— What the exercise asks —
Your answer should be the lines from the start of the records through the line with "train found for", copied word for word.

Collected data
BEGIN

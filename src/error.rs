use std::path::PathBuf;

use miette::Diagnostic;
use thiserror::Error;

#[derive(Debug, Error, Diagnostic)]
pub enum LaunchError {
    #[error("train database not initialized")]
    Uninitialized,

    #[error("no train found for ID {0}")]
    TrainNotFound(u32),

    #[error("invalid lego train (expected <pwg>/<train>): {0}")]
    InvalidTrain(String),

    #[error("no sample for year {0}")]
    UnknownYear(u32),

    #[error("requested subsample {sample} not found for year {year}")]
    UnknownSubsample { year: u32, sample: String },

    #[error("train run not resolved")]
    TrainRunUnresolved,

    #[error("alien token not provided")]
    MissingCredentials,

    #[error("failed to run {program}: {message}")]
    CommandSpawn { program: String, message: String },

    #[error("{program} exited with {code:?}: {stderr}")]
    CommandFailed {
        program: String,
        code: Option<i32>,
        stderr: String,
    },

    #[error("unexpected output from {program}: {output:?}")]
    UnparseableOutput { program: String, output: String },

    #[error("invalid token timestamp: {0}")]
    InvalidTimestamp(String),

    #[error("token info carries no expiry")]
    MissingExpiry,

    #[error("unable to resolve the current user: {0}")]
    UserLookup(String),

    #[error("filesystem error: {0}")]
    Filesystem(String),

    #[error("failed to read config file at {0}")]
    ConfigRead(PathBuf),

    #[error("failed to parse JSON config: {0}")]
    ConfigParse(String),
}

impl LaunchError {
    pub fn is_external_failure(&self) -> bool {
        matches!(
            self,
            LaunchError::CommandSpawn { .. }
                | LaunchError::CommandFailed { .. }
                | LaunchError::UnparseableOutput { .. }
                | LaunchError::InvalidTimestamp(_)
        )
    }
}
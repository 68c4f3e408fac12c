use std::collections::BTreeMap;

use tracing::{debug, error, warn};

use crate::domain::TrainId;
use crate::error::LaunchError;
use crate::runner::{CommandRunner, Invocation};

pub const ALITRAIN_BASE: &str = "/alice/cern.ch/user/a/alitrain";

const CHILD_MARKER: &str = "_child";

// Run number -> train directory, e.g. `123` -> `123_20190315-1805`.
#[derive(Debug, Clone)]
pub struct TrainDb {
    train: TrainId,
    trains: Option<BTreeMap<u32, String>>,
}

impl TrainDb {
    pub fn build(runner: &dyn CommandRunner, alien_ls: &str, train: TrainId) -> Self {
        let path = remote_train_path(&train);
        let invocation = Invocation::new(alien_ls).arg(path);
        let listing = runner
            .run(&invocation)
            .and_then(|output| output.require_success(alien_ls));
        let trains = match listing {
            Ok(output) => Some(parse_listing(&output.stdout)),
            Err(err) => {
                error!("Failed building trains DB for train {train}: {err}");
                None
            }
        };
        Self { train, trains }
    }

    pub fn from_listing(train: TrainId, listing: &str) -> Self {
        Self {
            train,
            trains: Some(parse_listing(listing)),
        }
    }

    pub fn uninitialized(train: TrainId) -> Self {
        Self {
            train,
            trains: None,
        }
    }

    pub fn is_initialized(&self) -> bool {
        self.trains.is_some()
    }

    pub fn identifier(&self, train_run: u32) -> Result<&str, LaunchError> {
        let trains = self.trains.as_ref().ok_or(LaunchError::Uninitialized)?;
        debug!("looking up run {train_run} of {}", self.train);
        trains
            .get(&train_run)
            .map(String::as_str)
            .ok_or(LaunchError::TrainNotFound(train_run))
    }
}

pub fn remote_train_path(train: &TrainId) -> String {
    format!("{ALITRAIN_BASE}/{}/{}", train.pwg(), train.train())
}

pub fn parse_listing(listing: &str) -> BTreeMap<u32, String> {
    let mut trains = BTreeMap::new();
    for line in listing.lines() {
        let mut entry = line.replace('/', "").trim().to_string();
        if entry.is_empty() {
            continue;
        }
        if let Some(pos) = entry.find(CHILD_MARKER) {
            entry.truncate(pos);
        }
        let run = entry.split('_').next().unwrap_or_default();
        let Ok(run) = run.parse::<u32>() else {
            warn!("skipping train directory without run number: {entry}");
            continue;
        };
        if trains.contains_key(&run) {
            debug!("{run}: ignoring duplicate {entry}");
            continue;
        }
        debug!("{run}: adding ID {entry}");
        trains.insert(run, entry);
    }
    trains
}
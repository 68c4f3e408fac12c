use std::sync::Arc;

use camino::Utf8PathBuf;
use tracing::debug;

use crate::domain::{ArrayRange, JobId, Partition};
use crate::error::LaunchError;
use crate::runner::{CommandRunner, Invocation};

#[derive(Debug, Clone, PartialEq, Eq)]
pub struct SubmitRequest {
    pub command: Vec<String>,
    pub job_name: String,
    pub log_file: Utf8PathBuf,
    pub partition: Partition,
    pub nodes: u32,
    pub tasks: u32,
    pub array: Option<ArrayRange>,
    pub dependency: Option<JobId>,
}

impl SubmitRequest {
    pub fn new(
        command: Vec<String>,
        job_name: impl Into<String>,
        log_file: impl Into<Utf8PathBuf>,
    ) -> Self {
        Self {
            command,
            job_name: job_name.into(),
            log_file: log_file.into(),
            partition: Partition::Short,
            nodes: 1,
            tasks: 1,
            array: None,
            dependency: None,
        }
    }

    pub fn partition(mut self, partition: Partition) -> Self {
        self.partition = partition;
        self
    }

    pub fn resources(mut self, nodes: u32, tasks: u32) -> Self {
        self.nodes = nodes;
        self.tasks = tasks;
        self
    }

    pub fn array(mut self, min: u32, max: u32) -> Self {
        self.array = Some(ArrayRange { min, max });
        self
    }

    pub fn after(mut self, dependency: JobId) -> Self {
        self.dependency = Some(dependency);
        self
    }

    /// Scheduler arguments in fixed order: resources, partition, array,
    /// dependency, job name, log file, command.
    pub fn to_args(&self) -> Vec<String> {
        let mut args = vec![
            "-N".to_string(),
            self.nodes.to_string(),
            "-n".to_string(),
            self.tasks.to_string(),
            format!("--partition={}", self.partition),
        ];
        if let Some(array) = self.array {
            args.push(format!("--array={array}"));
        }
        if let Some(dependency) = self.dependency.filter(|id| id.get() > 0) {
            args.push("-d".to_string());
            args.push(dependency.to_string());
        }
        args.push("-J".to_string());
        args.push(self.job_name.clone());
        args.push("-o".to_string());
        args.push(self.log_file.to_string());
        args.extend(self.command.iter().cloned());
        args
    }
}

#[derive(Clone)]
pub struct Scheduler {
    runner: Arc<dyn CommandRunner>,
    sbatch: String,
}

impl Scheduler {
    pub fn new(runner: Arc<dyn CommandRunner>, sbatch: impl Into<String>) -> Self {
        Self {
            runner,
            sbatch: sbatch.into(),
        }
    }

    pub fn invocation(&self, request: &SubmitRequest) -> Invocation {
        Invocation::new(&self.sbatch).args(request.to_args())
    }

    pub fn submit(&self, request: &SubmitRequest) -> Result<JobId, LaunchError> {
        let invocation = self.invocation(request);
        debug!("submit command: {invocation}");
        let output = self
            .runner
            .run(&invocation)?
            .require_success(&self.sbatch)?;
        parse_job_id(&output.stdout).ok_or_else(|| LaunchError::UnparseableOutput {
            program: self.sbatch.clone(),
            output: output.stdout.clone(),
        })
    }
}

/// Job id from sbatch output such as `Submitted batch job 4821`: the last
/// whitespace separated token, which must be a positive integer.
pub fn parse_job_id(output: &str) -> Option<JobId> {
    output
        .split_whitespace()
        .last()?
        .parse::<u64>()
        .ok()
        .filter(|id| *id > 0)
        .map(JobId::new)
}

END

— Answer to this problem —
filename src/error.rs
use std::path::PathBuf;

use miette::Diagnostic;
use thiserror::Error;

#[derive(Debug, Error, Diagnostic)]
pub enum LaunchError {
    #[error("train database not initialized")]
    Uninitialized,

    #[error("no train found for ID {0}")]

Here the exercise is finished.